The event about race and identity pleasantly surprised Townsend.
“I was astounded at the ethnic diversity that we had in the crowd,” she said. “… Public broadcasting has a predominantly white audience, and so having that diverse mix in our television studio was just so incredible to see.”
The diversity was “a direct result of Anne’s strength in networking and developing great contacts in a wide range of service organizations,” Townsend said. “Anne has the ability to easily start conversations with people she doesn’t know and put them at ease so they’re more likely to engage and participate in future events.”
Townsend said she was concerned at first that community members would perceive the events as veering into advocacy.
“One of my concerns was just the journalistic ethics of, are we doing this in a way that helps people understand but doesn’t make it look as if what we’re trying to do is say, ‘Oh, poor people who are locked up,’” she said. “Because that’s not what it’s about. It’s about who are these people and humanizing them, just like we want to humanize who victims of crime are.”
But she said she believes the events have avoided advocacy.
“I think it’s really important when you’re setting up these forums in the community that you are talking to a broad spectrum of everyone who has either direct or indirect contact with whatever the topic is, so that you’re not just looking at the people who are advocating for people who are experiencing homelessness, say,” but also talking to people who have concerns about the issue, she said.
During a presentation about Community in Unity at the Super Regional conference, APM editor Annie Feidt encouraged other stations to explore similar projects.
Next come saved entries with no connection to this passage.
//! Corpus model: ordered chapters of ordered verses
//!
//! The corpus is static for the lifetime of the player; the engine never
//! mutates it. Chapters are ordered and non-empty, so the whole corpus forms
//! one strictly ordered finite sequence of verses with no gaps. Verse ids
//! are opaque strings, unique across the corpus and stable across sessions
//! (they are the clip cache key).

use crate::{Error, Result};
use serde::{Deserialize, Serialize};
use std::collections::HashMap;
use std::path::Path;

/// Smallest orderable text unit; the unit of synthesis and caching.
#[derive(Debug, Clone, PartialEq, Serialize, Deserialize)]
pub struct Verse {
    pub id: String,
    pub ordinal: u32,
    pub text: String,
}

/// Ordered container of verses.
#[derive(Debug, Clone, PartialEq, Serialize, Deserialize)]
pub struct Chapter {
    pub id: String,
    #[serde(default)]
    pub title: String,
    pub verses: Vec<Verse>,
}

/// The full reading corpus.
#[derive(Debug, Clone, PartialEq, Serialize, Deserialize)]
pub struct Corpus {
    pub chapters: Vec<Chapter>,
}

impl Corpus {
    /// Load and validate a corpus from a JSON file.
    pub fn load<P: AsRef<Path>>(path: P) -> Result<Self> {
        let raw = std::fs::read_to_string(path.as_ref())?;
        let corpus: Corpus = serde_json::from_str(&raw)?;
        corpus.validate()?;
        Ok(corpus)
    }

    /// Validate ordering constraints: at least one chapter, no empty
    /// chapters, verse ids unique across the whole corpus.
    pub fn validate(&self) -> Result<()> {
        if self.chapters.is_empty() {
            return Err(Error::Corpus("corpus has no chapters".to_string()));
        }
        let mut seen: HashMap<&str, &str> = HashMap::new();
        for chapter in &self.chapters {
            if chapter.verses.is_empty() {
                return Err(Error::Corpus(format!(
                    "chapter {} has no verses",
                    chapter.id
                )));
            }
            for verse in &chapter.verses {
                if let Some(other) = seen.insert(&verse.id, &chapter.id) {
                    return Err(Error::Corpus(format!(
                        "verse id {} appears in both chapter {} and chapter {}",
                        verse.id, other, chapter.id
                    )));
                }
            }
        }
        Ok(())
    }

    /// Look up a chapter by id.
    pub fn chapter(&self, chapter_id: &str) -> Option<&Chapter> {
        self.chapters.iter().find(|c| c.id == chapter_id)
    }

    /// Look up a verse by id anywhere in the corpus.
    pub fn verse(&self, verse_id: &str) -> Option<&Verse> {
        self.chapters
            .iter()
            .flat_map(|c| c.verses.iter())
            .find(|v| v.id == verse_id)
    }

    /// Total verse count across all chapters.
    pub fn verse_count(&self) -> usize {
        self.chapters.iter().map(|c| c.verses.len()).sum()
    }
}

#[cfg(test)]
mod tests {
    use super::*;
    use std::io::Write;

    fn verse(id: &str, ordinal: u32) -> Verse {
        Verse {
            id: id.to_string(),
            ordinal,
            text: format!("text of {}", id),
        }
    }

    fn valid_corpus() -> Corpus {
        Corpus {
            chapters: vec![
                Chapter {
                    id: "ch1".to_string(),
                    title: "First".to_string(),
                    verses: vec![verse("v1", 1), verse("v2", 2)],
                },
                Chapter {
                    id: "ch2".to_string(),
                    title: "Second".to_string(),
                    verses: vec![verse("v3", 1)],
                },
            ],
        }
    }

    #[test]
    fn test_validate_accepts_well_formed_corpus() {
        assert!(valid_corpus().validate().is_ok());
    }

    #[test]
    fn test_validate_rejects_empty_corpus() {
        let corpus = Corpus { chapters: vec![] };
        assert!(corpus.validate().is_err());
    }

    #[test]
    fn test_validate_rejects_empty_chapter() {
        let mut corpus = valid_corpus();
        corpus.chapters[1].verses.clear();
        assert!(corpus.validate().is_err());
    }

    #[test]
    fn test_validate_rejects_duplicate_verse_ids() {
        let mut corpus = valid_corpus();
        corpus.chapters[1].verses.push(verse("v1", 2));
        let err = corpus.validate().unwrap_err();
        assert!(err.to_string().contains("v1"));
    }

    #[test]
    fn test_lookups() {
        let corpus = valid_corpus();
        assert_eq!(corpus.chapter("ch2").unwrap().verses.len(), 1);
        assert!(corpus.chapter("ch9").is_none());
        assert_eq!(corpus.verse("v3").unwrap().ordinal, 1);
        assert!(corpus.verse("v9").is_none());
        assert_eq!(corpus.verse_count(), 3);
    }

    #[test]
    fn test_load_from_json_file() {
        let corpus = valid_corpus();
        let json = serde_json::to_string(&corpus).unwrap();

        let mut file = tempfile::NamedTempFile::new().unwrap();
        file.write_all(json.as_bytes()).unwrap();

        let loaded = Corpus::load(file.path()).unwrap();
        assert_eq!(loaded, corpus);
    }

    #[test]
    fn test_load_rejects_invalid_corpus_file() {
        let mut file = tempfile::NamedTempFile::new().unwrap();
        file.write_all(br#"{"chapters": []}"#).unwrap();
        assert!(Corpus::load(file.path()).is_err());
    }
}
“We’re a small local newsroom,” she said. “We have limited resources. Anne was our resource for this project. And I would guess every newsroom has someone like Anne, a reporter who begs to go out into the community to talk to people who aren’t usually represented on the news, someone who has the vision to ask to go inside the institution that’s as walled-off as a prison.”
Hillman wants to hold future Community in Unity events in community spaces but wants to develop new ways to elicit ideas for topics.
“I want to put a much stronger emphasis on getting the conversation topics straight from the community versus stemming from things that we’re doing” and her reporting, she said.